=== Problem to work on ===
Please repeat only the stretch of records running from the first line through the line that contains "JSON array value.".

=== Given data ===
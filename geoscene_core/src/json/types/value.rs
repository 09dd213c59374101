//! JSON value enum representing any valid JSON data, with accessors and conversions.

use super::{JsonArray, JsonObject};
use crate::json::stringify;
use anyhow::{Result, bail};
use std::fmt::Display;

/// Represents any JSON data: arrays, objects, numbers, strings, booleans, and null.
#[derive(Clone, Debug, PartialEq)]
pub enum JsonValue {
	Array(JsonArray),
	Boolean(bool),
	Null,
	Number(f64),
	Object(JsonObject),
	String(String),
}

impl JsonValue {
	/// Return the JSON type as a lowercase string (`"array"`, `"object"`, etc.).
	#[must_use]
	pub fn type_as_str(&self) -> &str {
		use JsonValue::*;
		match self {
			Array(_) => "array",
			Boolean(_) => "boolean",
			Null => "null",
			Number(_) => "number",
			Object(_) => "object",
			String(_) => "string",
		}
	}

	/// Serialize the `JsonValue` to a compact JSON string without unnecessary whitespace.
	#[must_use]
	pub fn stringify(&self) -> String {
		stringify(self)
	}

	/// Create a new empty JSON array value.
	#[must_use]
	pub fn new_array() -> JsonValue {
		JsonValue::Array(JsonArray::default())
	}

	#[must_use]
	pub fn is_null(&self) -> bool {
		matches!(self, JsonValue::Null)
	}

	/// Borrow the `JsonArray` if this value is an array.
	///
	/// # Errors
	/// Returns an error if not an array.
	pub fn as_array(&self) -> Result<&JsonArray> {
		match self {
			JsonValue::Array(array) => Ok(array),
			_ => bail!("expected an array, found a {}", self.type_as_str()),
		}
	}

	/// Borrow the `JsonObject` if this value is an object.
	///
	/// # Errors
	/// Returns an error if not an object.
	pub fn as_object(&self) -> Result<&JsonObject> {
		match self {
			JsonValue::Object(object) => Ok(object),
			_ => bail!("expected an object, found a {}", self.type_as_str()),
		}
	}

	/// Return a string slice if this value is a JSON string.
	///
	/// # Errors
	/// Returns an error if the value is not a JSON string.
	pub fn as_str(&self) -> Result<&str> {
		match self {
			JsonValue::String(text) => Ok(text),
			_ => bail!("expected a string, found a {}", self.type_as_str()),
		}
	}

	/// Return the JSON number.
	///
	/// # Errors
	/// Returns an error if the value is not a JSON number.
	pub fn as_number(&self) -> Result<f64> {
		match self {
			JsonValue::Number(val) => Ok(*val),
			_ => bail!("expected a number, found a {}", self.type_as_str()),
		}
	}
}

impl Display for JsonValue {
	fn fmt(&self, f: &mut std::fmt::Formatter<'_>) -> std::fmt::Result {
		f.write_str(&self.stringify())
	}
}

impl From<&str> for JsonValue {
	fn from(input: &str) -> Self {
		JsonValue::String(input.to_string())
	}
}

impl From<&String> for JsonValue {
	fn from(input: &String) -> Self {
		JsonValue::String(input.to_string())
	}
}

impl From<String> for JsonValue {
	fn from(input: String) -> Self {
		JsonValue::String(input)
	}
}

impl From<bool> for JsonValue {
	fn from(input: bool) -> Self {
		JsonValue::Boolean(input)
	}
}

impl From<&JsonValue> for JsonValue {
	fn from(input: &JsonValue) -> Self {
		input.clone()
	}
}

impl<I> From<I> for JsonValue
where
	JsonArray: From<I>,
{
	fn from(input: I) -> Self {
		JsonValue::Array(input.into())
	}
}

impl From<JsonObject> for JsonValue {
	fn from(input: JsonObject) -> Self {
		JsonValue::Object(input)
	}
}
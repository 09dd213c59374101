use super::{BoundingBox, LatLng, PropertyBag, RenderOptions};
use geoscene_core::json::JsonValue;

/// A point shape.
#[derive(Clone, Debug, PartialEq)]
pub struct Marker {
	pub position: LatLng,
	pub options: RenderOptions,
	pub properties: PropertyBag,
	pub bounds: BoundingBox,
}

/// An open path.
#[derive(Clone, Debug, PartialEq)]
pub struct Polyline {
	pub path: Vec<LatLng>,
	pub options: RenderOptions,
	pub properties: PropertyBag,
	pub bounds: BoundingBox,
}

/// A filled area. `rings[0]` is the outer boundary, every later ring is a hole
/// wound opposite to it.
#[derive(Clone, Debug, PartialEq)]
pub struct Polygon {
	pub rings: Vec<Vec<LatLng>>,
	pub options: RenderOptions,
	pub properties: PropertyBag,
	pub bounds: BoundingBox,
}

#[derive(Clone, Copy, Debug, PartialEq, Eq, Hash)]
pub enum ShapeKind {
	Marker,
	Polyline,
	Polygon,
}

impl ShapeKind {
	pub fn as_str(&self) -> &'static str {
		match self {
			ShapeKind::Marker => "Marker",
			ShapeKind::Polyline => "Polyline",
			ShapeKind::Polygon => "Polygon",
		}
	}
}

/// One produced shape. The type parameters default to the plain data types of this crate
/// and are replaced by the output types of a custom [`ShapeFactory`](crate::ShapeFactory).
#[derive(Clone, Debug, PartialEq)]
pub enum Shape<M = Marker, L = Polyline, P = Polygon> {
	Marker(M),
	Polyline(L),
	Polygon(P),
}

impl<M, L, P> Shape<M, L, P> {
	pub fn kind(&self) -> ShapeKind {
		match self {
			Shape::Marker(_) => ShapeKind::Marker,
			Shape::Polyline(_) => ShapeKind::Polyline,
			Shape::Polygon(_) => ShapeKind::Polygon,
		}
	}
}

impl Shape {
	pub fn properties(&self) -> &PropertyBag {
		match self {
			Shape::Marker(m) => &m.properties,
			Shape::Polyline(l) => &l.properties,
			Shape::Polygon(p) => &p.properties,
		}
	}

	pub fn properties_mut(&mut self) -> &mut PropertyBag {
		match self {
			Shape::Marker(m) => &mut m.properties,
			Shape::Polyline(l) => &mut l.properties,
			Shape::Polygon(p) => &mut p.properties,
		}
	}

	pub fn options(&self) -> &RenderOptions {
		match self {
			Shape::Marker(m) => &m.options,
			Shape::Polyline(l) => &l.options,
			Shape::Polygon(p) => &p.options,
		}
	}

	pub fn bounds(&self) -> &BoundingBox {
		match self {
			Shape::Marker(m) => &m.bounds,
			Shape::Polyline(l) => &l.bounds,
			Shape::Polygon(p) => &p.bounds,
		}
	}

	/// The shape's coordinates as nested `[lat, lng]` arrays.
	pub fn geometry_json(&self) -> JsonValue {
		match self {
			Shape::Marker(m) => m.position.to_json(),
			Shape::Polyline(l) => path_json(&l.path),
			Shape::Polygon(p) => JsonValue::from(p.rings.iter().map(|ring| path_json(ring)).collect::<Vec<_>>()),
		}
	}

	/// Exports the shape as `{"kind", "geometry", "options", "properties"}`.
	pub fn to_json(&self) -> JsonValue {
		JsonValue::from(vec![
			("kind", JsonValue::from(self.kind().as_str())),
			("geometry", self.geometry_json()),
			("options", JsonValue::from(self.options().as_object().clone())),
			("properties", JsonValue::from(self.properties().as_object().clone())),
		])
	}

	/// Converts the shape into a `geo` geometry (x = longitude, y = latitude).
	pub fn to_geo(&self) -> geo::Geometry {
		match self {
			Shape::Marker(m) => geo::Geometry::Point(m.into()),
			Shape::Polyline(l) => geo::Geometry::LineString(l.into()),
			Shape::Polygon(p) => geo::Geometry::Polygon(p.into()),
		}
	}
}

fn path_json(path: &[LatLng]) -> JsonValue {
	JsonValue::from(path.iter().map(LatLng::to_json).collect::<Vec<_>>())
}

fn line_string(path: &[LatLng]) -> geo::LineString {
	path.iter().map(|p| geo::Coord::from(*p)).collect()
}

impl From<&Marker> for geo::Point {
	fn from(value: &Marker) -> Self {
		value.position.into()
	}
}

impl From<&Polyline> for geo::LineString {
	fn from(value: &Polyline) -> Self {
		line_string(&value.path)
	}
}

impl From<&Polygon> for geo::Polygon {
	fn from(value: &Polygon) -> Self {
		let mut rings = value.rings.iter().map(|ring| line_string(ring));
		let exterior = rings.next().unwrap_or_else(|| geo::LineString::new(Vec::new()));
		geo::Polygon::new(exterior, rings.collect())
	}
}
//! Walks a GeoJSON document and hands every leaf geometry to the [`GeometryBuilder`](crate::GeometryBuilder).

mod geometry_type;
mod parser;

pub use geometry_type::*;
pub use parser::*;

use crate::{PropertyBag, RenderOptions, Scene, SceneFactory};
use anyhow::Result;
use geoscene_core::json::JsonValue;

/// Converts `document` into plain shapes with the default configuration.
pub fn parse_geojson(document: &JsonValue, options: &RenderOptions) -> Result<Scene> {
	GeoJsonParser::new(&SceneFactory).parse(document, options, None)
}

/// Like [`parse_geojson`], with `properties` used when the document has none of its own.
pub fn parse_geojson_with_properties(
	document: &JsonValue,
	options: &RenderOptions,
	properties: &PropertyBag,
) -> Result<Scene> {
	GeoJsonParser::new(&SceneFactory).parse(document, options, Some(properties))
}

=== Exercise solution ===
filename geoscene_core/src/json/types/value.rs
repository 09dd213c59374101
//! JSON value enum representing any valid JSON data, with accessors and conversions.

use super::{JsonArray, JsonObject};
use crate::json::stringify;
use anyhow::{Result, bail};
use std::fmt::Display;

/// Represents any JSON data: arrays, objects, numbers, strings, booleans, and null.
#[derive(Clone, Debug, PartialEq)]
pub enum JsonValue {
	Array(JsonArray),
	Boolean(bool),
	Null,
	Number(f64),
	Object(JsonObject),
	String(String),
}

impl JsonValue {
	/// Return the JSON type as a lowercase string (`"array"`, `"object"`, etc.).
	#[must_use]
	pub fn type_as_str(&self) -> &str {
		use JsonValue::*;
		match self {
			Array(_) => "array",
			Boolean(_) => "boolean",
			Null => "null",
			Number(_) => "number",
			Object(_) => "object",
			String(_) => "string",
		}
	}

	/// Serialize the `JsonValue` to a compact JSON string without unnecessary whitespace.
	#[must_use]
	pub fn stringify(&self) -> String {
		stringify(self)
	}

	/// Create a new empty JSON array value.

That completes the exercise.